*WHAT YOU SHOULD DO*
The data is to be reproduced in full and without error.

----- ENTRIES SHOWN -----

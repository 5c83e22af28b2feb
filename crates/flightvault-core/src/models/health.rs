//! Health scoring results.

use chrono::{DateTime, Utc};
use serde::{Deserialize, Serialize};

/// Verdict of a single integrity check.
#[derive(Debug, Clone, Copy, PartialEq, Eq, PartialOrd, Ord, Serialize, Deserialize)]
#[serde(rename_all = "snake_case")]
pub enum CheckStatus {
    Healthy,
    Warning,
    Critical,
}

impl CheckStatus {
    pub fn as_str(&self) -> &'static str {
        match self {
            Self::Healthy => "healthy",
            Self::Warning => "warning",
            Self::Critical => "critical",
        }
    }
}

/// Outcome of one check against one snapshot.
#[derive(Debug, Clone, PartialEq, Serialize, Deserialize)]
pub struct CheckResult {
    pub name: String,
    pub weight: f64,
    /// Sub-score in [0, 100].
    pub score: f64,
    pub status: CheckStatus,
    /// What the check measured, for logs and reports.
    pub detail: String,
}

impl CheckResult {
    pub fn healthy(name: &str, weight: f64, detail: impl Into<String>) -> Self {
        Self {
            name: name.to_string(),
            weight,
            score: 100.0,
            status: CheckStatus::Healthy,
            detail: detail.into(),
        }
    }
}

/// Coarse rating of a composite score.
#[derive(Debug, Clone, Copy, PartialEq, Eq, Serialize, Deserialize)]
#[serde(rename_all = "snake_case")]
pub enum HealthLevel {
    Healthy,
    Warning,
    Critical,
}

/// Width of the warning band below the pass threshold.
const WARNING_BAND: f64 = 20.0;

/// Composite integrity score of one snapshot.
#[derive(Debug, Clone, PartialEq, Serialize, Deserialize)]
pub struct HealthScore {
    pub table: String,
    pub as_of: DateTime<Utc>,
    /// Weighted average of check scores, in [0, 100].
    pub score: f64,
    pub threshold: f64,
    pub checks: Vec<CheckResult>,
}

impl HealthScore {
    /// Composite at or above threshold and no critical check.
    pub fn is_healthy(&self) -> bool {
        self.score >= self.threshold && !self.has_critical()
    }

    pub fn has_critical(&self) -> bool {
        self.checks.iter().any(|c| c.status == CheckStatus::Critical)
    }

    /// Checks that did not pass cleanly, worst first.
    pub fn failing_checks(&self) -> Vec<&CheckResult> {
        let mut failing: Vec<&CheckResult> = self
            .checks
            .iter()
            .filter(|c| c.status != CheckStatus::Healthy)
            .collect();
        failing.sort_by(|a, b| {
            b.status
                .cmp(&a.status)
                .then(a.score.total_cmp(&b.score))
        });
        failing
    }

    pub fn check(&self, name: &str) -> Option<&CheckResult> {
        self.checks.iter().find(|c| c.name == name)
    }

    /// Distance of the composite above the threshold (negative when below).
    pub fn margin(&self) -> f64 {
        self.score - self.threshold
    }

    pub fn level(&self) -> HealthLevel {
        if self.is_healthy() {
            HealthLevel::Healthy
        } else if self.has_critical() || self.score < self.threshold - WARNING_BAND {
            HealthLevel::Critical
        } else {
            HealthLevel::Warning
        }
    }
}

-----

*RESPONSE TO THE EXERCISE*
repository 5c83e22af28b2feb
filename crates/flightvault-core/src/models/health.rs
//! Health scoring results.

use chrono::{DateTime, Utc};
use serde::{Deserialize, Serialize};

/// Verdict of a single integrity check.
#[derive(Debug, Clone, Copy, PartialEq, Eq, PartialOrd, Ord, Serialize, Deserialize)]
#[serde(rename_all = "snake_case")]
pub enum CheckStatus {
    Healthy,
    Warning,
    Critical,
}

impl CheckStatus {
    pub fn as_str(&self) -> &'static str {
        match self {
            Self::Healthy => "healthy",
            Self::Warning => "warning",
            Self::Critical => "critical",
        }
    }
}

/// Outcome of one check against one snapshot.
#[derive(Debug, Clone, PartialEq, Serialize, Deserialize)]
pub struct CheckResult {
    pub name: String,
    pub weight: f64,
    /// Sub-score in [0, 100].
    pub score: f64,
    pub status: CheckStatus,
    /// What the check measured, for logs and reports.
    pub detail: String,
}

impl CheckResult {
    pub fn healthy(name: &str, weight: f64, detail: impl Into<String>) -> Self {
        Self {
            name: name.to_string(),
            weight,
            score: 100.0,
            status: CheckStatus::Healthy,
            detail: detail.into(),
        }
    }
}

/// Coarse rating of a composite score.
#[derive(Debug, Clone, Copy, PartialEq, Eq, Serialize, Deserialize)]
#[serde(rename_all = "snake_case")]
pub enum HealthLevel {
    Healthy,
    Warning,
    Critical,
}

/// Width of the warning band below the pass threshold.
const WARNING_BAND: f64 = 20.0;

/// Composite integrity score of one snapshot.
#[derive(Debug, Clone, PartialEq, Serialize, Deserialize)]
pub struct HealthScore {
    pub table: String,
    pub as_of: DateTime<Utc>,
    /// Weighted average of check scores, in [0, 100].
    pub score: f64,
    pub threshold: f64,
    pub checks: Vec<CheckResult>,
}

impl HealthScore {
    /// Composite at or above threshold and no critical check.
    pub fn is_healthy(&self) -> bool {
        self.score >= self.threshold && !self.has_critical()
    }

    pub fn has_critical(&self) -> bool {
        self.checks.iter().any(|c| c.status == CheckStatus::Critical)
    }

    /// Checks that did not pass cleanly, worst first.
    pub fn failing_checks(&self) -> Vec<&CheckResult> {
        let mut failing: Vec<&CheckResult> = self
            .checks
            .iter()
            .filter(|c| c.status != CheckStatus::Healthy)
            .collect();
        failing.sort_by(|a, b| {
            b.status
                .cmp(&a.status)
                .then(a.score.total_cmp(&b.score))
        });
        failing
    }

    pub fn check(&self, name: &str) -> Option<&CheckResult> {
        self.checks.iter().find(|c| c.name == name)
    }

    /// Distance of the composite above the threshold (negative when below).
    pub fn margin(&self) -> f64 {
        self.score - self.threshold
    }

    pub fn level(&self) -> HealthLevel {
        if self.is_healthy() {
            HealthLevel::Healthy
        } else if self.has_critical() || self.score < self.threshold - WARNING_BAND {
            HealthLevel::Critical
        } else {
            HealthLevel::Warning
        }
    }
}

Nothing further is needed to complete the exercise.